Sem fazer referência ao problema, as publicações locais se renderam ao talento dos atletas – o “Corriere Della Sera”, por exemplo, cravou “Egonu magnífica e Leal implacável: a Itália retorna ao topo do mundo”. O “Tuttosport” exaltou o trabalho realizado em conjunto pelo Civitanova na busca pelo troféu inédito, e escreveu “Juantorena e Leal comandam a equipe em direção à histórica vitória”.

Já o “La Gazzetta dello Sport” utilizou adjetivos como “gigantesca” e “superlativa” para se referir ao desempenho de Egonu. Foi bastante ilustrativo, contudo, perceber que apesar de todos os elogios, alguns torcedores colocaram o potencial da atacante em dúvida. Implacáveis nas críticas, afirmaram que ela não foi tão decisiva assim no Campeonato Mundial de seleções, em 2018, e na semifinal do Campeonato Europeu deste ano.

Para quem não lembra, a Itália foi superada pela Sérvia, da também espetacular Tijana Boskovic, nas duas oportunidades. No Mundial do ano passado, a equipe foi derrotada no tie-break. Já no Europeu disputado entre agosto e setembro, a Azzurra caiu por 3 a 1, terminando o continental com o bronze. O representante dos Bálcãs ficou com o ouro nos dois torneios.

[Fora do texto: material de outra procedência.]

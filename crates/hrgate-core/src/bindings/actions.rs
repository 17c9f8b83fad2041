use reqwest::Method;
use tracing::{error, info, warn};

use crate::api::{Classification, GatewayError, RequestDescriptor};
use crate::context::SessionContext;
use crate::models::{ActionResult, AttendanceKind, AttendanceRequest};
use crate::page::{Element, Notice, Page};

use super::ActionOutcome;

/// Row attribute identifying the employee a control acts on
pub const EMPLOYEE_ID_ATTR: &str = "data-employee-id";

const ACCESS_DENIED_MESSAGE: &str = "Access denied: you do not have permission to perform this action.";
pub(crate) const UNREACHABLE_MESSAGE: &str = "Could not reach the server. Please try again.";

fn delete_prompt(target: &Element) -> String {
    if let Some(prompt) = target.attr_non_empty("data-confirm") {
        return prompt.to_string();
    }
    let subject = target.attr_non_empty("data-employee-name").unwrap_or("this item");
    format!("Are you sure you want to delete {}?", subject)
}

/// Map a failed request onto the page: login redirect, access-denied alert,
/// or a generic error notice. Every path is visible to the user.
pub(crate) fn react_to_failure<P: Page + ?Sized>(
    ctx: &SessionContext,
    page: &mut P,
    action: &str,
    err: &GatewayError,
    forbidden_is_error: bool,
) -> ActionOutcome {
    if err.requires_login() {
        warn!(action, error = %err, "Not authenticated, redirecting to login");
        page.navigate(ctx.login_path());
        return ActionOutcome::RedirectedToLogin;
    }
    match err.classification() {
        Classification::Forbidden if !forbidden_is_error => {
            warn!(action, "Access denied");
            page.alert(ACCESS_DENIED_MESSAGE);
            ActionOutcome::Denied
        }
        Classification::TransportFailure => {
            error!(action, error = %err, "Server unreachable");
            page.notify(Notice::error(UNREACHABLE_MESSAGE));
            ActionOutcome::Failed
        }
        _ => {
            error!(action, error = %err, "Action failed");
            page.notify(Notice::error(format!("An error occurred while trying to {}", action)));
            ActionOutcome::Failed
        }
    }
}

/// DELETE the item behind a form `action` or button `data-action`, after
/// confirmation.
pub(crate) async fn delete_item<P: Page + ?Sized>(
    ctx: &SessionContext,
    page: &mut P,
    target: &Element,
) -> ActionOutcome {
    let Some(url) = target
        .attr_non_empty("action")
        .or_else(|| target.attr_non_empty("data-action"))
    else {
        warn!(tag = %target.tag, "Delete control has no target URL");
        page.notify(Notice::error("Nothing to delete: missing target URL"));
        return ActionOutcome::Failed;
    };

    if !page.confirm(&delete_prompt(target)) {
        info!(url, "Delete cancelled by user");
        return ActionOutcome::Cancelled;
    }

    let request = RequestDescriptor::delete(url).header("Content-Type", "application/json");
    let reply = match ctx.gateway().send(&request).await {
        Ok(reply) => reply,
        Err(e) => return react_to_failure(ctx, page, "delete this item", &e, false),
    };

    // A delete only counts once the server confirms it with `"success": true`
    let result: ActionResult = match reply.json() {
        Ok(result) => result,
        Err(e) => return react_to_failure(ctx, page, "delete this item", &e, false),
    };
    if !result.is_confirmed() {
        warn!(url, "Server rejected delete");
        page.notify(Notice::error(result.text().unwrap_or("Failed to delete employee")));
        return ActionOutcome::Failed;
    }

    match target.attr_non_empty(EMPLOYEE_ID_ATTR) {
        Some(id) if page.remove_row(id) => {}
        _ => page.reload(),
    }
    page.notify(Notice::success(result.text().unwrap_or("Employee deleted successfully")));
    info!(url, "Item deleted");
    ActionOutcome::Completed
}

/// Submit a form marked `data-requires-auth="true"` through the gateway.
pub(crate) async fn submit_form<P: Page + ?Sized>(
    ctx: &SessionContext,
    page: &mut P,
    form: &Element,
) -> ActionOutcome {
    let Some(url) = form.attr_non_empty("action") else {
        warn!("Authenticated form has no action");
        page.notify(Notice::error("This form cannot be submitted: missing action"));
        return ActionOutcome::Failed;
    };
    let method = match RequestDescriptor::parse_method(form.attr("method").unwrap_or_default()) {
        Ok(method) => method,
        Err(e) => return react_to_failure(ctx, page, "submit this form", &e, false),
    };

    if let Some(prompt) = form.attr_non_empty("data-confirm") {
        if !page.confirm(prompt) {
            info!(url, "Form submission cancelled by user");
            return ActionOutcome::Cancelled;
        }
    }

    // GET forms carry their fields in the query string, like a browser submit
    let request = if method == Method::GET {
        RequestDescriptor::new(method, url).query(form.fields.clone())
    } else {
        RequestDescriptor::new(method, url).form(form.fields.clone())
    };
    let reply = match ctx.gateway().send(&request).await {
        Ok(reply) => reply,
        Err(e) => return react_to_failure(ctx, page, "submit this form", &e, false),
    };

    let result = ActionResult::from_body(&reply.body);
    if !result.is_success() {
        page.notify(Notice::error(result.text().unwrap_or("Submission failed")));
        return ActionOutcome::Failed;
    }

    if let Some(text) = result.text() {
        page.notify(Notice::success(text));
    }
    match form.attr_non_empty("data-redirect") {
        Some(target) => page.navigate(target),
        None => page.reload(),
    }
    ActionOutcome::Completed
}

/// POST a check-in or check-out for the employee on the button.
pub(crate) async fn record_attendance<P: Page + ?Sized>(
    ctx: &SessionContext,
    page: &mut P,
    button: &Element,
    kind: AttendanceKind,
) -> ActionOutcome {
    let Some(employee_id) = button.attr_non_empty(EMPLOYEE_ID_ATTR) else {
        warn!(kind = kind.label(), "Attendance button has no employee id");
        page.notify(Notice::error(format!("{} failed: no employee selected", kind.label())));
        return ActionOutcome::Failed;
    };

    let payload = AttendanceRequest::now(kind, employee_id);
    let request = match RequestDescriptor::post(&ctx.config().attendance_path).json(&payload) {
        Ok(request) => request,
        Err(e) => return react_to_failure(ctx, page, "record attendance", &e, true),
    };

    // 403 is not expected here and is reported like any other error
    let reply = match ctx.gateway().send(&request).await {
        Ok(reply) => reply,
        Err(e) => return react_to_failure(ctx, page, "record attendance", &e, true),
    };

    let result = ActionResult::from_body(&reply.body);
    if !result.is_success() {
        page.notify(Notice::error(
            result.text().unwrap_or("Attendance could not be recorded"),
        ));
        return ActionOutcome::Failed;
    }

    let message = result
        .text()
        .map(str::to_string)
        .unwrap_or_else(|| format!("{} recorded", kind.label()));
    page.notify(Notice::success(message));
    page.reload();
    ActionOutcome::Completed
}

/// Clear the token cache and page storage, then leave through the identity
/// provider so its session ends too.
pub(crate) async fn logout<P: Page + ?Sized>(ctx: &SessionContext, page: &mut P) -> ActionOutcome {
    page.clear_storage();
    match ctx.logout().await {
        Ok(url) => page.navigate(&url),
        Err(e) => {
            // Local state is already gone; fall back to the portal's login page
            error!(error = %e, "Could not build identity provider logout URL");
            page.navigate(ctx.login_path());
        }
    }
    ActionOutcome::Completed
}

/// Open the edit page for the employee on the control.
pub(crate) fn edit_employee<P: Page + ?Sized>(
    ctx: &SessionContext,
    page: &mut P,
    target: &Element,
) -> ActionOutcome {
    match target.attr_non_empty(EMPLOYEE_ID_ATTR) {
        Some(id) => {
            info!(employee_id = id, "Editing employee");
            page.navigate(&ctx.config().edit_path(id));
            ActionOutcome::Completed
        }
        None => {
            page.notify(Notice::error("No employee selected to edit"));
            ActionOutcome::Failed
        }
    }
}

Apesar das derrotas, Egonu mostrou o porquê é considerada uma das melhores atacantes do mundo. Na decisão do Mundial, ela marcou outros 33 pontos, além de ter anotado 45 na histórica semifinal contra a China, terminada também apenas no tie-break. Especificamente nesta semi, ela se tornou a maior pontuadora de toda a história dos Campeonatos Mundiais, ultrapassando a marca da cazaque Yelena Pavlova, que fez 40 no jogo em que sua equipe perdeu por 3 a 2 para os Estados Unidos, em 2006. Já na semi do Europeu, a jogadora pontuou 26 vezes, sendo o maior destaque ofensivo do jogo.

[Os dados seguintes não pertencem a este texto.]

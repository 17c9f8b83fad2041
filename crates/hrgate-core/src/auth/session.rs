use reqwest::Client;
use serde::{Deserialize, Serialize};
use tokio::sync::RwLock;
use tracing::{debug, info, warn};

use crate::api::GatewayError;

/// Bearer credential issued by the backend session. Never parsed client-side.
#[derive(Debug, Clone, PartialEq, Eq, Serialize, Deserialize)]
pub struct SessionToken {
    pub access_token: String,
    pub refresh_token: Option<String>,
}

impl SessionToken {
    pub fn new(access_token: impl Into<String>) -> Self {
        Self {
            access_token: access_token.into(),
            refresh_token: None,
        }
    }

    /// Value for the `Authorization` header
    pub fn bearer(&self) -> String {
        format!("Bearer {}", self.access_token)
    }
}

/// Shape of the `/api/get-token` payload
#[derive(Debug, Deserialize)]
struct TokenResponse {
    access_token: Option<String>,
    refresh_token: Option<String>,
}

impl TokenResponse {
    fn into_token(self) -> Option<SessionToken> {
        let access_token = self.access_token.filter(|t| !t.is_empty())?;
        Some(SessionToken {
            access_token,
            refresh_token: self.refresh_token.filter(|t| !t.is_empty()),
        })
    }
}

/// Holds the current bearer token, fetched from the backend on demand.
///
/// The lock is never held across the network call, so two callers that both
/// miss the cache may both fetch. The result is the same token, last write
/// wins.
pub struct TokenStore {
    client: Client,
    token_url: String,
    cached: RwLock<Option<SessionToken>>,
}

impl TokenStore {
    pub fn new(client: Client, token_url: impl Into<String>) -> Self {
        Self {
            client,
            token_url: token_url.into(),
            cached: RwLock::new(None),
        }
    }

    /// Pre-seed the cache, e.g. with a token handed over by the host page.
    pub async fn with_token(self, token: SessionToken) -> Self {
        *self.cached.write().await = Some(token);
        self
    }

    pub fn token_url(&self) -> &str {
        &self.token_url
    }

    /// Cached token, no network I/O
    pub async fn cached(&self) -> Option<SessionToken> {
        self.cached.read().await.clone()
    }

    /// Return the cached token, or fetch one from the backend.
    ///
    /// A refusal from the token endpoint (any non-2xx, or a body without an
    /// access token) yields `Ok(None)`. Only a failure to reach the endpoint
    /// at all is an error, so callers can tell "not logged in" from "server
    /// unreachable".
    pub async fn acquire_token(&self) -> Result<Option<SessionToken>, GatewayError> {
        if let Some(token) = self.cached().await {
            return Ok(Some(token));
        }
        self.fetch().await
    }

    /// Drop the cache and fetch a fresh token.
    pub async fn refresh(&self) -> Result<Option<SessionToken>, GatewayError> {
        self.clear().await;
        self.fetch().await
    }

    /// Discard the cached token (logout).
    pub async fn clear(&self) {
        if self.cached.write().await.take().is_some() {
            debug!("Cleared cached access token");
        }
    }

    async fn fetch(&self) -> Result<Option<SessionToken>, GatewayError> {
        debug!(url = %self.token_url, "Fetching access token");

        let response = self.client.get(&self.token_url).send().await?;
        let status = response.status();
        if !status.is_success() {
            warn!(status = %status, "No token yet - user probably not logged in");
            return Ok(None);
        }

        let body = response.text().await?;
        let token = match serde_json::from_str::<TokenResponse>(&body) {
            Ok(parsed) => parsed.into_token(),
            Err(e) => {
                warn!(error = %e, "Failed to parse token response");
                None
            }
        };

        match token {
            Some(token) => {
                info!("Access token loaded from backend");
                *self.cached.write().await = Some(token.clone());
                Ok(Some(token))
            }
            None => {
                warn!("Token response did not contain an access token");
                Ok(None)
            }
        }
    }
}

O jogador Juantorena- homem branco, alto, de pouco cabelo, vestindo camiseta do seu time- em pé comemorando durante uma partida
Um dos melhores jogadores do mundo, Juantorena fez uma grande partida contra o Cruzeiro (Fotos: Divulgação/FIVB)

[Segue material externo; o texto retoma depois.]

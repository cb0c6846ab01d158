use serde::Serialize;
use thiserror::Error;

use super::Centroid;

/// Iteration cap applied when none is configured
pub const DEFAULT_MAX_ITERATIONS: usize = 50;

/// Largest supported cluster count
pub const MAX_K: usize = 255;

#[derive(Error, Debug, PartialEq, Eq)]
pub enum ClusterError {
    #[error("Invalid cluster count {0} (must be between 1 and 255)")]
    InvalidK(usize),

    #[error("Cannot cluster an image with no pixels")]
    EmptyImage,

    #[error("Iteration cap must be at least 1")]
    InvalidMaxIterations,
}

/// Parameters for a clustering run
#[derive(Debug, Clone, PartialEq, Eq)]
pub struct KMeansConfig {
    pub k: usize,
    pub max_iterations: usize,
}

impl KMeansConfig {
    /// Create a config for `k` clusters with the default iteration cap
    pub fn new(k: usize) -> Self {
        Self {
            k,
            max_iterations: DEFAULT_MAX_ITERATIONS,
        }
    }

    /// Set the iteration cap
    pub fn max_iterations(mut self, max_iterations: usize) -> Self {
        self.max_iterations = max_iterations;
        self
    }

    pub fn validate(&self) -> Result<(), ClusterError> {
        if self.k == 0 || self.k > MAX_K {
            return Err(ClusterError::InvalidK(self.k));
        }
        if self.max_iterations == 0 {
            return Err(ClusterError::InvalidMaxIterations);
        }
        Ok(())
    }
}

#[derive(Debug, Clone, PartialEq, Eq, Serialize)]
pub struct ClusterResult {
    pub centroids: Vec<Centroid>,
    /// Passes executed, including the one that detected convergence
    pub iterations: usize,
    /// False when the iteration cap stopped the run
    pub converged: bool,
}

impl ClusterResult {
    pub fn dead_count(&self) -> usize {
        self.centroids.iter().filter(|c| c.is_dead()).count()
    }
}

O excesso de erros, no entanto, acabou comprometendo o rendimento do time nos dois confrontos. Talvez tenha faltado à Itália uma atuação mais consistente também por parte da jovem e talentosa levantadora Ofelia Malinov, que se equivocou na distribuição das jogadas. Além disso, o time careceu de maior efetividade no ataque por parte de outras jogadoras, dividindo com Egonu a responsabilidade na virada de bola.

Neste sentido, reconhecendo o poder de decisão da atleta e o fato de o vôlei ser um esporte coletivo, o “Corriere Della Sera” fez uma espécie de “mea culpa”, destacando que “Egonu recebeu mais críticas do que realmente merecia” e que ela foi uma “MVP indiscutível” neste Mundial de Clubes.

Indiscutível também deve ser o nível de apreensão com o qual esses atletas precisam conviver na Europa e, em especial, na Itália, sabendo que serão alvos preferenciais em qualquer circunstância, sobretudo se não derem resultado. Ainda que nem todos (ou poucos) se manifestem publicamente, não há dúvidas de que devem ser enormes os desafios cotidianos. O que se espera é que todos sigam em frente, jogando o seu melhor voleibol, sem medo das críticas, e que não se calem diante de qualquer forma de violência ou preconceito.